2	timed out at 8m	13	28	`107.488 us`	Built approximation-aware SiLU probes and rollback-safe approximate-source sweeps.
3	timed out at 8m	15	45	`99.744 us`	Used generated approximation/search tooling and built joint source-plus-launch search.
4	completed, infrastructure-blocked	16	53	n/a	H100 SSH began refusing connections; build added remote health preflight tooling.

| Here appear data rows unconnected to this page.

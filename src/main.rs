use bounce::aliases::Vec3;
use bounce::bsdf::ScatterConfig;
use bounce::camera::Camera;
use bounce::material::Material;
use bounce::medium::MediumProperties;
use bounce::random;
use bounce::scene::{Scene, Sky, Sphere};
use itertools::iproduct;
use rand::Rng;
use std::path::Path;
use std::sync::mpsc::channel;
use std::sync::mpsc::Sender;
use std::time::{Duration, Instant};

const MAX_DEPTH: u32 = 50;

struct ColorSum {
    nx: i32,
    ny: i32,
    pub count: i32,
    pub sum: Vec<Vec3>,
}

impl ColorSum {
    pub fn zero(nx: i32, ny: i32) -> Self {
        ColorSum {
            nx,
            ny,
            count: 0,
            sum: vec![Vec3::new(0.0, 0.0, 0.0); (nx as usize) * (ny as usize)],
        }
    }
    pub fn replace_zero(&mut self) -> ColorSum {
        let (x, y) = (self.nx, self.ny);
        std::mem::replace(self, ColorSum::zero(x, y))
    }
    /// Accumulates one sample, dropping non-finite colors so a stray NaN
    /// cannot poison the whole pixel.
    pub fn add_sample(&mut self, index: usize, color: &Vec3) {
        if color.iter().all(|c| c.is_finite()) {
            self.sum[index] += *color;
        }
    }
    pub fn add(&mut self, rhs: ColorSum) {
        debug_assert_eq!((self.nx, self.ny), (rhs.nx, rhs.ny));
        self.count += rhs.count;
        for i in 0..((self.nx as usize) * (self.ny as usize)) {
            self.sum[i] += rhs.sum[i];
        }
    }
    pub fn save_png(&self, prefix: &str, elapsed_time: &Duration) {
        debug_assert!(self.count > 0);
        let mut buffer: Vec<u8> = vec![0; (self.nx as usize) * (self.ny as usize) * 4];
        for idx in 0..((self.nx as usize) * (self.ny as usize)) {
            let col = self.sum[idx] / self.count as f32;
            for c in 0..3 {
                // Gamma 2.0 before quantization.
                buffer[idx * 4 + c] = (255.99 * col[c].max(0.0).sqrt().min(1.0)) as u8;
            }
            buffer[idx * 4 + 3] = 255;
        }
        let _ = image::save_buffer(
            &Path::new(&format!(
                "{}{}rays{}secs.png",
                prefix,
                self.count,
                elapsed_time.as_secs()
            )),
            buffer.as_slice(),
            self.nx as u32,
            self.ny as u32,
            image::ColorType::Rgba8,
        );
    }
}

fn trace_rays(
    nx: i32,
    ny: i32,
    ns: i32,
    thread_index: i32,
    scene: &Scene,
    camera: &Camera,
    report_interval: i32,
    tx: Sender<ColorSum>,
) {
    let config = ScatterConfig::default();
    let mut color_sum = ColorSum::zero(nx, ny);
    for s in 0..ns {
        // Sample indices are disjoint across threads, so every path in the
        // frame gets its own random stream.
        let sample_index = (thread_index * ns + s) as u32;
        for (i, j) in iproduct!(0..nx, 0..ny) {
            let mut rng = random::path_rng((i + j * nx) as u32, sample_index);
            let u = (i as f32 + rng.gen::<f32>()) / nx as f32;
            let v = (j as f32 + rng.gen::<f32>()) / ny as f32;
            let ray = camera.get_ray(u, v, &mut rng);
            let col = bounce::calc_color(&ray, scene, &config, MAX_DEPTH, &mut rng);
            let idx = (i + (ny - j - 1) * nx) as usize;
            color_sum.add_sample(idx, &col);
        }
        color_sum.count += 1;
        if color_sum.count % report_interval == 0 {
            tx.send(color_sum.replace_zero()).unwrap();
        }
    }
    tx.send(color_sum.replace_zero()).unwrap();
}

fn build_scene() -> Scene {
    let mut spheres = Vec::new();
    // Ground.
    spheres.push(Sphere::new(
        &Vec3::new(0.0, -1000.0, 0.0),
        1000.0,
        Material::diffuse(&Vec3::new(0.5, 0.5, 0.5)),
    ));
    // Key light.
    spheres.push(Sphere::new(
        &Vec3::new(-4.0, 7.0, 2.0),
        2.0,
        Material::light(&Vec3::new(1.0, 0.95, 0.85), 12.0),
    ));
    spheres.push(Sphere::new(
        &Vec3::new(-2.2, 1.0, 0.0),
        1.0,
        Material::diffuse(&Vec3::new(0.75, 0.25, 0.2)),
    ));
    spheres.push(Sphere::new(
        &Vec3::new(0.0, 1.0, 0.0),
        1.0,
        Material::mirror(&Vec3::new(0.9, 0.9, 0.9)),
    ));
    spheres.push(Sphere::new(
        &Vec3::new(2.2, 1.0, 0.0),
        1.0,
        Material::glass(&Vec3::new(0.98, 0.98, 0.98), 1.5),
    ));
    spheres.push(Sphere::new(
        &Vec3::new(1.1, 0.45, 1.8),
        0.45,
        Material::tinted_glass(
            &Vec3::new(1.0, 1.0, 1.0),
            1.5,
            MediumProperties::new(&Vec3::new(0.1, 0.6, 1.2), 0.0),
        ),
    ));
    Scene {
        spheres,
        sky: Sky {
            horizon: Vec3::new(1.0, 1.0, 1.0),
            zenith: Vec3::new(0.5, 0.7, 1.0),
        },
    }
}

fn build_camera(aspect: f32) -> Camera {
    Camera::new(
        &Vec3::new(0.0, 2.0, 8.0),
        &Vec3::new(0.0, 1.0, 0.0),
        &Vec3::new(0.0, 1.0, 0.0),
        40.0,
        aspect,
        0.05,
        8.1,
    )
}

fn main() {
    let start_time = Instant::now();
    const IMAGE_WIDTH: i32 = 400;
    const IMAGE_HEIGHT: i32 = 300;
    const RAYS_PER_PIXEL: i32 = 256;
    const THREAD_CNT: i32 = 4;
    const REPORT_INTERVAL: i32 = 64;
    const FILE_PATH_PREFIX: &str = "renders/image_";
    let aspect = IMAGE_WIDTH as f32 / IMAGE_HEIGHT as f32;
    if get_output_dir_if_exists(Path::new(FILE_PATH_PREFIX)).is_none() {
        println!(
            "Wrong FILE_PATH_PREFIX (directory does not exist): {}",
            FILE_PATH_PREFIX
        );
        std::process::exit(1);
    }
    if RAYS_PER_PIXEL % THREAD_CNT != 0 {
        println!("RAYS_PER_PIXEL must be divisible by THREAD_CNT.");
        std::process::exit(1);
    }
    if REPORT_INTERVAL % THREAD_CNT != 0 {
        println!("REPORT_INTERVAL must be divisible by THREAD_CNT.");
        std::process::exit(1);
    }
    println!(
        "FILE_PATH_PREFIX: {}, IMAGE_WIDTH: {}, IMAGE_HEIGHT: {}, RAYS_PER_PIXEL: {}, THREAD_CNT: {}",
        FILE_PATH_PREFIX, IMAGE_WIDTH, IMAGE_HEIGHT, RAYS_PER_PIXEL, THREAD_CNT
    );
    let scene = build_scene();
    let camera = build_camera(aspect);
    println!(
        "Scene constructed. ({:.3} secs elapsed)",
        duration_to_secs(&start_time.elapsed())
    );
    let rays_per_thread = RAYS_PER_PIXEL / THREAD_CNT;

    crossbeam::scope(|scope| {
        let scene = &scene;
        let camera = &camera;
        let (tx, cx) = channel::<ColorSum>();
        let mut opt_tx = Some(tx);
        let mut threads = Vec::new();
        for thread_index in 0..THREAD_CNT {
            let tx = opt_tx.as_ref().unwrap().clone();
            let th = scope.spawn(move |_| {
                trace_rays(
                    IMAGE_WIDTH,
                    IMAGE_HEIGHT,
                    rays_per_thread,
                    thread_index,
                    scene,
                    camera,
                    REPORT_INTERVAL / THREAD_CNT,
                    tx,
                );
            });
            threads.push(th);
        }
        // The save thread exits once every sender is gone, so the spare
        // handle must be dropped before joining it.
        opt_tx.take();
        let save_thread = scope.spawn(move |_| {
            let mut current = ColorSum::zero(IMAGE_WIDTH, IMAGE_HEIGHT);
            let mut cnt = 0;
            loop {
                if let Ok(res) = cx.recv() {
                    current.add(res);
                    cnt += 1;
                    if cnt % THREAD_CNT == 0 {
                        let elapsed_time = start_time.elapsed();
                        current.save_png(FILE_PATH_PREFIX, &elapsed_time);
                    }
                } else {
                    break;
                }
            }
        });
        for th in threads {
            th.join().unwrap();
        }
        save_thread.join().unwrap();
    })
    .unwrap();
    println!(
        "Completed. ({:.3} secs elapsed)",
        duration_to_secs(&start_time.elapsed()),
    );
}

fn get_output_dir_if_exists(path: &Path) -> Option<&Path> {
    path.parent()
        .and_then(|dir| if dir.is_dir() { Some(dir) } else { None })
}

fn duration_to_secs(dur: &Duration) -> f32 {
    dur.as_secs() as f32 + dur.subsec_millis() as f32 * 0.001
}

The best in-session held-out verifier sample observed during iteration 4 was 97.664 us, but it was not independently post-attempt verified before the H100 endpoint failed. The trusted best score for this experiment is therefore 99.744 us.

Generated Harness¶

The committed reusable artifact bundle was updated at:

examples/triton_rmsnorm_h100_harness_artifacts/.harnessgym/

The final MCP exposes 17 tools:

inspect_context
remote_health_check
run_objective
sweep_kernel_config
restore_best_checkpoint
guarded_final_verify
sweep_launch_overrides
sweep_silu_variants
probe_silu_approximations
sweep_silu_approximations
joint_source_launch_search
repeat_objective
recommend_next_experiments
rank_history
diagnose_source
numerical_probe
update_result_json

The new capabilities added during this longer run were:

rollback-safe exact SiLU source variant search;
repeated objective scoring and next-experiment ranking;
deterministic rational SiLU numerical probes with toy and shape-proxy cases;
rollback-safe approximate SiLU benchmark sweeps;
joint source-plus-launch search;
remote H100 health preflight to classify SSH, GPU, and scratch-space failures before tar sync.

Artifact Qualification¶

HarnessGym qualified the generated artifact bundle after every build phase in a fresh workspace:

Iteration	Active MCPs	Active tools	Status
1	1	13	passed
2	1	15	passed
3	1	16	passed
4	1	17	passed

The final generated MCP tests were also run directly outside the orchestrator:

cd tmp/h100_triton_harness_long_20260527
python3 .harnessgym/tests/test_h100_triton_mcp.py

Result:

Ran 22 tests in 0.585s
OK

Notes¶

This run showed the harness becoming useful across more than two turns. The seeded harness found a strong first score, then the generated approximation/search tooling helped a later fresh session reach a lower independently verified score. The final iteration did not score because of infrastructure, but it still produced a practical harness improvement: remote_health_check.

The result should not be read as a final kernel optimum. It proves that the HarnessGym loop can keep improving the reusable harness and can drive a lower verified score on a real H100 optimization task, while preserving checkpoints and refusing to trust unverified/noisy samples.